The footage jurors have been watching since then is unlike anything most people will ever see inside a courtroom.
Body camera video played Wednesday and Thursday showed Horner in interrogation rooms, in the back of police vehicles, and on the side of a Texas road smoking a cigarette just minutes before leading investigators to where he had left Athena's body. In one video Horner appeared as himself. In the next he would tilt his head, roll his eyes back, and "become" Zero, the alter ego he claimed was responsible for what happened to the little girl in the back of his truck.
"I didn't do this, but he did," Horner told investigators, referring to Zero.
Investigators played along. They had to. It was the only way to find Athena.
"I know Tanner didn't sexually assault this girl. I know Tanner didn't hurt this girl. But I know you did," a detective told Zero in footage played for the jury.
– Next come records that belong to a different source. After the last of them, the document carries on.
#[cfg(test)]
mod tests {
    use super::*;

    fn build_dt_header(class: u8, version: u8, bf: [u8; 3], size: u32) -> Vec<u8> {
        Datatype::build_header(class, version, bf, size)
    }

    fn fixed_point_bytes(size: u32, be: bool, signed: bool) -> Vec<u8> {
        let bf0 = u8::from(be) | if signed { 0x08 } else { 0 };
        let mut buf = build_dt_header(0, 1, [bf0, 0, 0], size);
        buf.extend_from_slice(&0u16.to_le_bytes());
        buf.extend_from_slice(&((size * 8) as u16).to_le_bytes());
        buf
    }

    #[test]
    fn big_endian_u32() {
        let (dt, used) = Datatype::parse(&fixed_point_bytes(4, true, false)).unwrap();
        assert_eq!(used, 12);
        assert!(matches!(
            dt,
            Datatype::FixedPoint {
                size: 4,
                byte_order: DatatypeByteOrder::BigEndian,
                signed: false,
                ..
            }
        ));
    }

    #[test]
    fn float_sign_location_follows_width() {
        let f32_bytes = Datatype::native_float(4).serialize().unwrap();
        let f64_bytes = Datatype::native_float(8).serialize().unwrap();
        assert_eq!(f32_bytes[2], 31);
        assert_eq!(f64_bytes[2], 63);
        assert_eq!(f64_bytes[1] & 0x30, 0x20);
        assert_eq!(Datatype::parse(&f64_bytes).unwrap().0, Datatype::native_float(8));
    }

    #[test]
    fn string_roundtrip() {
        let dt = Datatype::String {
            size: 16,
            padding: StringPadding::SpacePad,
            charset: CharacterSet::Utf8,
        };
        let bytes = dt.serialize().unwrap();
        assert_eq!(Datatype::parse(&bytes).unwrap(), (dt, 8));
    }

    #[test]
    fn compound_with_array_member_roundtrip() {
        let dt = Datatype::Compound {
            size: 24,
            members: vec![
                CompoundMember {
                    name: "id".into(),
                    byte_offset: 0,
                    datatype: Datatype::native_int(4, true),
                },
                CompoundMember {
                    name: "xy".into(),
                    byte_offset: 8,
                    datatype: Datatype::Array {
                        base_type: Box::new(Datatype::native_float(8)),
                        dimensions: vec![2],
                    },
                },
            ],
        };
        let bytes = dt.serialize().unwrap();
        assert_eq!(bytes[0] >> 4, 3);
        let (parsed, used) = Datatype::parse(&bytes).unwrap();
        assert_eq!(parsed, dt);
        assert_eq!(used, bytes.len());
    }

    #[test]
    fn compound_v1_member_dims_become_array() {
        let mut buf = build_dt_header(6, 1, [1, 0, 0], 12);
        buf.extend_from_slice(b"v\0\0\0\0\0\0\0");
        buf.extend_from_slice(&0u32.to_le_bytes());
        buf.push(1); // ndims
        buf.extend_from_slice(&[0; 3]);
        buf.extend_from_slice(&[0; 4]); // permutation
        buf.extend_from_slice(&[0; 4]); // reserved
        buf.extend_from_slice(&3u32.to_le_bytes());
        buf.extend_from_slice(&[0; 12]);
        buf.extend_from_slice(&fixed_point_bytes(4, false, true));
        let (dt, used) = Datatype::parse(&buf).unwrap();
        assert_eq!(used, buf.len());
        match dt {
            Datatype::Compound { members, .. } => {
                assert_eq!(members[0].name, "v");
                assert_eq!(members[0].datatype.type_size(), 12);
            }
            other => panic!("expected compound, got {other:?}"),
        }
    }

    #[test]
    fn compound_v2_names_are_padded() {
        let mut buf = build_dt_header(6, 2, [1, 0, 0], 8);
        buf.extend_from_slice(b"value\0\0\0");
        buf.extend_from_slice(&0u32.to_le_bytes());
        buf.extend_from_slice(&Datatype::native_float(8).serialize().unwrap());
        let (dt, used) = Datatype::parse(&buf).unwrap();
        assert_eq!(used, buf.len());
        assert_eq!(dt.type_size(), 8);
    }

    #[test]
    fn enum_parse() {
        let mut buf = build_dt_header(8, 3, [2, 0, 0], 1);
        buf.extend_from_slice(&fixed_point_bytes(1, false, false));
        buf.extend_from_slice(b"OFF\0ON\0");
        buf.extend_from_slice(&[0, 1]);
        let (dt, used) = Datatype::parse(&buf).unwrap();
        assert_eq!(used, buf.len());
        match dt {
            Datatype::Enumeration { members, .. } => {
                assert_eq!(members[1].name, "ON");
                assert_eq!(members[1].value, vec![1]);
            }
            other => panic!("expected enum, got {other:?}"),
        }
    }

    #[test]
    fn reference_roundtrip() {
        let dt = Datatype::object_reference(8);
        let bytes = dt.serialize().unwrap();
        assert_eq!(Datatype::parse(&bytes).unwrap().0, dt);
    }

    #[test]
    fn invalid_class() {
        let buf = build_dt_header(12, 1, [0, 0, 0], 4);
        assert_eq!(Datatype::parse(&buf), Err(FormatError::InvalidDatatypeClass(12)));
    }
}
//! Global heap collections ("GCOL") and variable-length string values.

use std::collections::HashMap;

use byteorder::{ByteOrder, LittleEndian};

use crate::codec::{ensure_len, pad8, Sizes};
use crate::error::FormatError;

/// Objects of one global heap collection, keyed by heap index.
#[derive(Debug, Clone, Default)]
pub struct GlobalHeapCollection {
    objects: HashMap<u16, Vec<u8>>,
}

impl GlobalHeapCollection {
    pub fn parse(data: &[u8], address: u64, sizes: Sizes) -> Result<GlobalHeapCollection, FormatError> {
        let start = address as usize;
        let ls = sizes.length as usize;
        ensure_len(data, start, 8 + ls)?;
        if &data[start..start + 4] != b"GCOL" {
            return Err(FormatError::InvalidSignature("GCOL"));
        }
        if data[start + 4] != 1 {
            return Err(FormatError::InvalidStructureVersion {
                kind: "global heap",
                version: data[start + 4],
            });
        }
        let size = sizes.read_length(data, start + 8)? as usize;
        let end = (start + size).min(data.len());

        let mut objects = HashMap::new();
        let mut pos = start + 8 + ls;
        // index(2) refcount(2) reserved(4) size(ls)
        while pos + 8 + ls <= end {
            let index = LittleEndian::read_u16(&data[pos..pos + 2]);
            if index == 0 {
                // free space runs to the end of the collection
                break;
            }
            let len = sizes.read_length(data, pos + 8)? as usize;
            let body = pos + 8 + ls;
            ensure_len(data, body, len)?;
            objects.insert(index, data[body..body + len].to_vec());
            pos = body + pad8(len);
        }
        Ok(GlobalHeapCollection { objects })
    }

    pub fn get(&self, index: u16) -> Option<&[u8]> {
        self.objects.get(&index).map(Vec::as_slice)
    }
}

/// Size of one stored variable-length element: length, collection, index.
pub fn vl_element_size(sizes: Sizes) -> usize {
    4 + sizes.offset as usize + 4
}

/// Resolve every variable-length string element in `raw` through the
/// global heap. Null (zero-length) elements read as empty strings.
pub fn read_vl_strings(
    data: &[u8],
    raw: &[u8],
    count: usize,
    sizes: Sizes,
) -> Result<Vec<Vec<u8>>, FormatError> {
    let width = vl_element_size(sizes);
    ensure_len(raw, 0, count * width)?;
    let mut collections: HashMap<u64, GlobalHeapCollection> = HashMap::new();
    let mut out = Vec::with_capacity(count);
    for i in 0..count {
        let at = i * width;
        let len = LittleEndian::read_u32(&raw[at..at + 4]) as usize;
        let collection = sizes.read_offset(raw, at + 4)?;
        let index = LittleEndian::read_u32(&raw[at + 4 + sizes.offset as usize..at + width]);
        if len == 0 || collection == 0 || sizes.is_undefined(collection) {
            out.push(Vec::new());
            continue;
        }
        if !collections.contains_key(&collection) {
            collections.insert(collection, GlobalHeapCollection::parse(data, collection, sizes)?);
        }
        let bytes = collections
            .get(&collection)
            .and_then(|c| c.get(index as u16))
            .ok_or_else(|| {
                FormatError::Unsupported(format!(
                    "global heap object {index} missing from collection at {collection:#x}"
                ))
            })?;
        let mut value = bytes[..len.min(bytes.len())].to_vec();
        if let Some(nul) = value.iter().position(|&b| b == 0) {
            value.truncate(nul);
        }
        out.push(value);
    }
    Ok(out)
}
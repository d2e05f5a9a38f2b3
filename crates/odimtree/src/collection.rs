//! Path-indexed, insertion-ordered node collections.

use std::collections::HashMap;
use std::path::{Path, PathBuf};

use crate::compound::{CompoundTypeDescription, ObjectId};
use crate::error::{Error, Rejected, Result};
use crate::node::{normalize_path, Mark, Node, NodeKind};

/// The nodes of one file tree, unique by path.
///
/// Every non-root node's parent is present and may hold it: attributes and
/// references hang off groups or datasets, everything else off groups. The
/// root (`""`) is an implicit parent of every kind.
#[derive(Debug, Default)]
pub struct Collection {
    filename: Option<PathBuf>,
    nodes: Vec<Node>,
    index: HashMap<String, usize>,
}

impl Collection {
    pub fn new() -> Collection {
        Collection::default()
    }

    pub fn with_filename(filename: impl Into<PathBuf>) -> Collection {
        Collection {
            filename: Some(filename.into()),
            ..Collection::default()
        }
    }

    pub fn filename(&self) -> Option<&Path> {
        self.filename.as_deref()
    }

    pub fn set_filename(&mut self, filename: impl Into<PathBuf>) {
        self.filename = Some(filename.into());
    }

    pub fn len(&self) -> usize {
        self.nodes.len()
    }

    pub fn is_empty(&self) -> bool {
        self.nodes.is_empty()
    }

    pub fn iter(&self) -> std::slice::Iter<'_, Node> {
        self.nodes.iter()
    }

    pub(crate) fn iter_mut(&mut self) -> impl Iterator<Item = &mut Node> {
        self.nodes.iter_mut()
    }

    fn check(&self, node: &Node) -> Result<()> {
        if self.index.contains_key(node.path()) {
            return Err(Error::DuplicatePath(node.path().to_string()));
        }
        let parent = node.parent();
        if parent.is_empty() {
            return Ok(());
        }
        let parent_node = self
            .get_by_name(parent)
            .ok_or_else(|| Error::MissingParent(node.path().to_string()))?;
        if !parent_node.kind().can_hold(node.kind()) {
            return Err(Error::InvalidParentKind {
                parent: format!("{} {}", parent_node.kind().name(), parent),
                child: format!("{} {}", node.kind().name(), node.path()),
            });
        }
        Ok(())
    }

    /// Insert `node`, taking ownership. A rejected node is handed back
    /// inside the error and the collection is left untouched.
    pub fn add(&mut self, node: Node) -> std::result::Result<(), Box<Rejected>> {
        if let Err(reason) = self.check(&node) {
            return Err(Box::new(Rejected { node, reason }));
        }
        self.index.insert(node.path().to_string(), self.nodes.len());
        self.nodes.push(node);
        Ok(())
    }

    pub fn get_by_name(&self, path: &str) -> Option<&Node> {
        let path = normalize_path(path).ok()?;
        self.index.get(&path).map(|&i| &self.nodes[i])
    }

    pub fn get_mut_by_name(&mut self, path: &str) -> Option<&mut Node> {
        let path = normalize_path(path).ok()?;
        let i = *self.index.get(&path)?;
        Some(&mut self.nodes[i])
    }

    pub fn get_by_index(&self, i: usize) -> Option<&Node> {
        self.nodes.get(i)
    }

    pub fn has_by_name(&self, path: &str) -> bool {
        self.get_by_name(path).is_some()
    }

    pub(crate) fn position(&self, path: &str) -> Option<usize> {
        self.index.get(path).copied()
    }

    pub(crate) fn node_at_mut(&mut self, i: usize) -> &mut Node {
        &mut self.nodes[i]
    }

    /// Set every node's mark.
    pub fn mark_all(&mut self, mark: Mark) {
        for node in &mut self.nodes {
            node.set_mark(mark);
        }
    }

    /// The compound description of the named type identified by `id`.
    pub fn find_compound_description(&self, id: ObjectId) -> Option<&CompoundTypeDescription> {
        self.nodes
            .iter()
            .filter(|n| n.kind() == NodeKind::NamedType)
            .filter_map(Node::compound)
            .find(|c| c.id == id)
    }

    /// Remove the node at `path` together with every node below it,
    /// returning the removed nodes in collection order.
    pub fn remove(&mut self, path: &str) -> Result<Vec<Node>> {
        let path = normalize_path(path)?;
        if !self.index.contains_key(&path) {
            return Err(Error::NotFound(path));
        }
        let prefix = format!("{path}/");
        let (removed, kept): (Vec<Node>, Vec<Node>) = std::mem::take(&mut self.nodes)
            .into_iter()
            .partition(|n| n.path() == path || n.path().starts_with(&prefix));
        self.nodes = kept;
        self.index = self
            .nodes
            .iter()
            .enumerate()
            .map(|(i, n)| (n.path().to_string(), i))
            .collect();
        Ok(removed)
    }
}

impl<'a> IntoIterator for &'a Collection {
    type Item = &'a Node;
    type IntoIter = std::slice::Iter<'a, Node>;

    fn into_iter(self) -> Self::IntoIter {
        self.nodes.iter()
    }
}

#[cfg(test)]
mod tests {
    use super::*;
    use crate::compound::CompoundTypeDescription;
    use crate::format::FormatSpecifier;
    use crate::node::Payload;

    fn sample() -> Collection {
        let mut c = Collection::with_filename("volume.h5");
        c.add(Node::group("/what").unwrap()).unwrap();
        c.add(Node::string_attribute("/what/object", "PVOL").unwrap()).unwrap();
        c.add(Node::group("/dataset1").unwrap()).unwrap();
        c.add(Node::group("/dataset1/data1").unwrap()).unwrap();
        c.add(
            Node::dataset(
                "/dataset1/data1/data",
                Payload::from_values(&[2, 2], &[1u8, 2, 3, 4]).unwrap(),
            )
            .unwrap(),
        )
        .unwrap();
        c
    }

    #[test]
    fn lookup_by_name_and_index() {
        let c = sample();
        assert_eq!(c.len(), 5);
        assert_eq!(c.filename(), Some(Path::new("volume.h5")));
        assert!(c.has_by_name("/dataset1/data1"));
        assert!(c.has_by_name("dataset1/data1/"));
        assert_eq!(c.get_by_index(1).unwrap().path(), "/what/object");
        assert!(c.get_by_index(9).is_none());
    }

    #[test]
    fn invariant_violations_hand_node_back() {
        let mut c = sample();
        let err = c.add(Node::scalar_attribute("/missing/gain", 1.0f64).unwrap()).unwrap_err();
        assert!(matches!(err.reason, Error::MissingParent(_)));
        assert_eq!(err.node.path(), "/missing/gain");

        let err = c.add(Node::group("/what/object/sub").unwrap()).unwrap_err();
        assert!(matches!(err.reason, Error::InvalidParentKind { .. }));

        let err = c.add(Node::group("/what").unwrap()).unwrap_err();
        assert!(matches!(err.reason, Error::DuplicatePath(_)));

        // a dataset may not hold a group, but may hold attributes
        assert!(c.add(Node::group("/dataset1/data1/data/g").unwrap()).is_err());
        assert!(c
            .add(Node::scalar_attribute("/dataset1/data1/data/gain", 0.5f64).unwrap())
            .is_ok());
        assert_eq!(c.len(), 6);
    }

    #[test]
    fn dataset_directly_under_root() {
        let mut c = Collection::new();
        let node = Node::dataset("/top", Payload::from_values(&[1], &[1i8]).unwrap()).unwrap();
        assert!(c.add(node).is_ok());
    }

    #[test]
    fn mark_all_and_remove_subtree() {
        let mut c = sample();
        c.mark_all(Mark::Select);
        assert!(c.iter().all(|n| n.mark() == Mark::Select));

        let removed = c.remove("/dataset1").unwrap();
        assert_eq!(removed.len(), 3);
        assert_eq!(c.len(), 2);
        assert!(!c.has_by_name("/dataset1/data1/data"));
        assert_eq!(c.get_by_name("/what/object").unwrap().path(), "/what/object");
        assert!(matches!(c.remove("/dataset1"), Err(Error::NotFound(_))));
    }

    #[test]
    fn compound_lookup_by_identity() {
        let mut c = Collection::new();
        for (name, objno) in [("/t1", 100), ("/t2", 200)] {
            let mut desc = CompoundTypeDescription::new("pair", 8);
            desc.add_member("a", 0, 4, FormatSpecifier::I32, &[]).unwrap();
            desc.id = ObjectId::new(1, objno);
            c.add(Node::named_compound(name, desc).unwrap()).unwrap();
        }
        let found = c.find_compound_description(ObjectId::new(1, 200)).unwrap();
        assert_eq!(found.id.objno, 200);
        assert!(c.find_compound_description(ObjectId::new(2, 200)).is_none());
    }
}
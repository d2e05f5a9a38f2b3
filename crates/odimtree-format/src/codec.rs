//! Little-endian field helpers shared by every structure parser and writer.

use byteorder::{ByteOrder, LittleEndian};

use crate::error::FormatError;

/// Offset and length field widths taken from the superblock.
#[derive(Debug, Clone, Copy, PartialEq, Eq)]
pub struct Sizes {
    /// Size of file addresses in bytes.
    pub offset: u8,
    /// Size of lengths in bytes.
    pub length: u8,
}

impl Default for Sizes {
    fn default() -> Self {
        Sizes { offset: 8, length: 8 }
    }
}

impl Sizes {
    /// Validate that both widths are 2, 4, or 8.
    pub fn new(offset: u8, length: u8) -> Result<Sizes, FormatError> {
        if !matches!(offset, 2 | 4 | 8) {
            return Err(FormatError::InvalidOffsetSize(offset));
        }
        if !matches!(length, 2 | 4 | 8) {
            return Err(FormatError::InvalidLengthSize(length));
        }
        Ok(Sizes { offset, length })
    }

    /// The all-ones "undefined address" value for this offset width.
    pub fn undefined(&self) -> u64 {
        match self.offset {
            2 => 0xFFFF,
            4 => 0xFFFF_FFFF,
            _ => u64::MAX,
        }
    }

    pub fn is_undefined(&self, addr: u64) -> bool {
        addr == self.undefined()
    }

    pub fn read_offset(&self, data: &[u8], pos: usize) -> Result<u64, FormatError> {
        read_uint(data, pos, self.offset as usize)
    }

    pub fn read_length(&self, data: &[u8], pos: usize) -> Result<u64, FormatError> {
        read_uint(data, pos, self.length as usize)
    }

    pub fn write_offset(&self, buf: &mut Vec<u8>, value: u64) -> Result<(), FormatError> {
        write_uint(buf, value, self.offset as usize)
    }

    pub fn write_length(&self, buf: &mut Vec<u8>, value: u64) -> Result<(), FormatError> {
        write_uint(buf, value, self.length as usize)
    }

    /// Write the undefined address.
    pub fn write_undefined(&self, buf: &mut Vec<u8>) {
        buf.extend(std::iter::repeat(0xFF).take(self.offset as usize));
    }
}

pub fn ensure_len(data: &[u8], offset: usize, needed: usize) -> Result<(), FormatError> {
    match offset.checked_add(needed) {
        Some(end) if end <= data.len() => Ok(()),
        _ => Err(FormatError::UnexpectedEof {
            expected: offset.saturating_add(needed),
            available: data.len(),
        }),
    }
}

/// Read an unsigned integer of 1, 2, 4, or 8 bytes.
pub fn read_uint(data: &[u8], pos: usize, nbytes: usize) -> Result<u64, FormatError> {
    ensure_len(data, pos, nbytes)?;
    let slice = &data[pos..pos + nbytes];
    Ok(match nbytes {
        1 => slice[0] as u64,
        2 => LittleEndian::read_u16(slice) as u64,
        4 => LittleEndian::read_u32(slice) as u64,
        8 => LittleEndian::read_u64(slice),
        n => LittleEndian::read_uint(slice, n),
    })
}

/// Append `value` as an `nbytes`-wide little-endian integer.
pub fn write_uint(buf: &mut Vec<u8>, value: u64, nbytes: usize) -> Result<(), FormatError> {
    if nbytes < 8 && value >> (nbytes * 8) != 0 {
        return Err(FormatError::ValueTooWide {
            value,
            width: nbytes,
        });
    }
    buf.extend_from_slice(&value.to_le_bytes()[..nbytes]);
    Ok(())
}

/// Read a null-terminated string; returns the string and the bytes consumed
/// including the terminator.
pub fn read_cstring(data: &[u8], pos: usize) -> Result<(String, usize), FormatError> {
    ensure_len(data, pos, 1)?;
    let rest = &data[pos..];
    let nul = rest
        .iter()
        .position(|&b| b == 0)
        .ok_or(FormatError::UnexpectedEof {
            expected: data.len() + 1,
            available: data.len(),
        })?;
    Ok((String::from_utf8_lossy(&rest[..nul]).into_owned(), nul + 1))
}

/// Round up to the next multiple of 8.
pub fn pad8(x: usize) -> usize {
    (x + 7) & !7
}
The lead investigator, Texas Ranger Job Espinoza, testified that Horner had been untruthful about virtually everything except the location of Athena's body. He gave investigators multiple conflicting accounts of what happened. He lied about how Athena was positioned. He lied about where he left her clothing. He lied about the state of her body. When pressed on motive, he said stress was "getting too much" and insisted he was "not a bad person" who had "done the right thing" his whole life. He described Athena as being in the "wrong place at the wrong time."
What prosecutors have told jurors Horner actually did: He leaned down to the seven-year-old and said "Don't scream or I'll hurt you." Twice. He tried to break her neck. It did not work. She cried. He strangled her with both hands. She fought back. She tried to kick him. She fought, according to the prosecutor, "with the strength of 100 men." The prosecution also presented DNA evidence from locations on the child's body where, as Wise County District Attorney James Stainton told the jury, "you shouldn't find DNA on a 7-year-old girl." Athena's body was found naked. When investigators asked Horner why he had removed her clothing, he said it was for "humiliation." He said he thought it was "funny."
After killing her, Horner told investigators he "just kind of tossed her" into the woods. Then he drove the same truck back to work and kept delivering packages as hundreds of community members, volunteers, and law enforcement searched desperately for Athena for two days.
In the interrogation footage, between the lies and the alter ego and the negotiating, Horner found time to feel sorry for himself.
"This isn't one of those probation things," he told investigators on body camera. "This is one of those I'm going away for a long time things, and I'm going to miss out on all of my son's life. I would rather die."
The FedEx driver who abducted a seven-year-old girl before driving her to her death, complains about how bad his life will be if he goes to prison.
— Collin Rugg (@CollinRugg) April 9, 2026
Tanner Horner abducted and killed Athena Strand while delivering a Barbie to her home in North Texas.
In newly released footage,… pic.twitter.com/qxWJJzOn6U
He asked investigators to release him with an ankle monitor so he could spend one last Christmas with his son. In exchange, he said, he would tell them everything. Investigators told him no. He lamented missing his son's Christmases and birthdays. "All because I listened to some stupid voice," Horner said.
The voice, he claimed, was Zero. Named, according to court testimony, after a Christian rock band.
Horner's defense team is asking the jury to spare his life. They have argued he has Asperger's syndrome, suffered brain damage, was exposed to lead as a child, and that his mother drank while pregnant. They told jurors he has accepted responsibility by pleading guilty. Wise County District Attorney Stainton opened his case with a quote from 2 Corinthians: "Satan masquerades as an angel of light."
Athena's stepmother testified that the blue Walmart box she found on her property that evening was the Christmas present she had ordered. Six Barbie dolls. Meant for a seven-year-old girl who never got to open them.
The jury is deciding whether Tanner Horner lives or dies. Athena Strand did not get that choice.